まさに、スミスが愛した文字盤。このデザインはミッドセンチュリーデザイン特有のボリューム感を持ちながら、アール・デコを彷彿とさせるクラシックなテイストが差し込まれたユニークなタッチ。ツートーンダイヤルも一般的には1950年代以前のトレンドであり、それが凝縮感のあるハンサムなルックスを生んでいるのです。

 

▲スミス名義以外に、他社名義の別注アイテムにも使われるこの文字盤。ディテールに微妙な差異があるのも味わい深いポイント。
◾️対の腕時計
そして特にスペシャリティの高いモデルがこちら。ガラードが別注した対の腕時計で、どちらも裏蓋に刻印を持たない、数少ない正規販売で流通した個体です。

 

 

見ての通り、非常にデザイン性の近い両者ですが、見事に役割分担をしています。左はインデックス、針に夜光塗料を伴い、堅牢なアクアタイトケースを採用したスポーツ・ミリタリーモデルに対して、右はアップライトインデックスにブルースチール針、スナップバックケースという典型的なドレスウォッチ。

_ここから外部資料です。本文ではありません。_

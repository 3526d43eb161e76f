use bevy::camera::ScalingMode;
use bevy::prelude::*;

pub struct CameraPlugin;

impl Plugin for CameraPlugin {
    fn build(&self, app: &mut App) {
        app.init_resource::<GameCamera>()
            .add_systems(Startup, setup_camera)
            .add_systems(Update, update_camera_resource);
    }
}

/// World-space view description shared with board and HUD layout
#[derive(Resource)]
pub struct GameCamera {
    pub scale: f32,
    pub aspect_ratio: f32,
    pub bounds: CameraBounds,
}

#[derive(Debug, Clone)]
pub struct CameraBounds {
    pub left: f32,
    pub right: f32,
    pub bottom: f32,
    pub top: f32,
}

impl Default for GameCamera {
    fn default() -> Self {
        let scale = 10.0;
        let aspect_ratio = 16.0 / 10.0;

        Self {
            scale,
            aspect_ratio,
            bounds: CameraBounds::from_scale_and_aspect(scale, aspect_ratio),
        }
    }
}

impl CameraBounds {
    pub fn from_scale_and_aspect(scale: f32, aspect_ratio: f32) -> Self {
        // For orthographic, scale determines the vertical view
        let half_height = scale * 0.5;
        let half_width = half_height * aspect_ratio;

        Self {
            left: -half_width,
            right: half_width,
            bottom: -half_height,
            top: half_height,
        }
    }

    /// Get width of visible area
    pub fn width(&self) -> f32 {
        self.right - self.left
    }

    /// Get height of visible area
    pub fn height(&self) -> f32 {
        self.top - self.bottom
    }

    /// Calculate position with percentage-based padding
    /// For example: position_with_padding(0.5, 0.8, 0.1)
    /// puts something at 50% horizontal, 80% vertical, with 10% padding
    pub fn position_with_padding(
        &self,
        horizontal_percent: f32, // 0.0 = left, 1.0 = right
        vertical_percent: f32,   // 0.0 = bottom, 1.0 = top
        padding_percent: f32,    // Amount to inset from edges
    ) -> Vec2 {
        let padded_left = self.left + self.width() * padding_percent;
        let padded_right = self.right - self.width() * padding_percent;
        let padded_bottom = self.bottom + self.height() * padding_percent;
        let padded_top = self.top - self.height() * padding_percent;

        let x = padded_left + (padded_right - padded_left) * horizontal_percent;
        let y = padded_bottom + (padded_top - padded_bottom) * vertical_percent;

        Vec2::new(x, y)
    }

    /// Sub-rectangle of the view given as horizontal/vertical fractions
    pub fn region(
        &self,
        horizontal_range: (f32, f32),
        vertical_range: (f32, f32),
        padding_percent: f32,
    ) -> CameraBounds {
        let padded_width = self.width() * (1.0 - 2.0 * padding_percent);
        let padded_height = self.height() * (1.0 - 2.0 * padding_percent);
        let padded_left = self.left + self.width() * padding_percent;
        let padded_bottom = self.bottom + self.height() * padding_percent;

        CameraBounds {
            left: padded_left + padded_width * horizontal_range.0,
            right: padded_left + padded_width * horizontal_range.1,
            bottom: padded_bottom + padded_height * vertical_range.0,
            top: padded_bottom + padded_height * vertical_range.1,
        }
    }
}

#[derive(Component)]
pub struct MainCamera;

/// Fixed-vertical orthographic 2D camera; the board lives on the XY
/// plane around the origin
fn setup_camera(mut commands: Commands, game_camera: Res<GameCamera>) {
    let projection = Projection::Orthographic(OrthographicProjection {
        scaling_mode: ScalingMode::FixedVertical {
            viewport_height: game_camera.scale,
        },
        ..OrthographicProjection::default_2d()
    });
    commands.spawn((Camera2d, projection, MainCamera));
}

/// Update camera resource when window is resized
fn update_camera_resource(mut game_camera: ResMut<GameCamera>, windows: Query<&Window>) {
    if let Ok(window) = windows.single() {
        let new_aspect = window.width() / window.height();

        // Only update if aspect ratio changed
        if (new_aspect - game_camera.aspect_ratio).abs() > 0.01 {
            game_camera.aspect_ratio = new_aspect;

            game_camera.bounds =
                CameraBounds::from_scale_and_aspect(game_camera.scale, game_camera.aspect_ratio);

            debug!("Camera bounds updated: {:?}", game_camera.bounds);
        }
    }
}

金無垢ケースという共通項を持ち、メインテーマはドレス。しかし方向性は異なる対の腕時計。シーンに合わせて使い分けることの美学を体現しています。
◾️初期の別注モデル
1947年に英国で初めて腕時計ムーブメントの本格的な国産化に成功したスミス。いわば"MADE IN ENGLAND"という「称号」を持つスミスの腕時計には、当初から国内のジュエラーも各社熱い視線を送っていたようです。
控えめなアラビア数字やミニッツトラック、上質なブルースチールの時分針など、素朴ながらプリミティブな魅力に溢れた文字盤デザインに、デニソンケース。このフォーマットに自社ブランドを冠した別注品のオファーが、国内の宝飾品店を中心に多く寄せられていました。

 

▲左から、〈ジェームズ・ウォーカー〉、〈トーマス・ラッセル〉、〈J.W.ベンソン〉、そしてスミスのオリジナル。いずれも1947年〜1950年に製造された初期モデルです。リリース直後から別注に対応していたスミスも流石というべきか、すごい。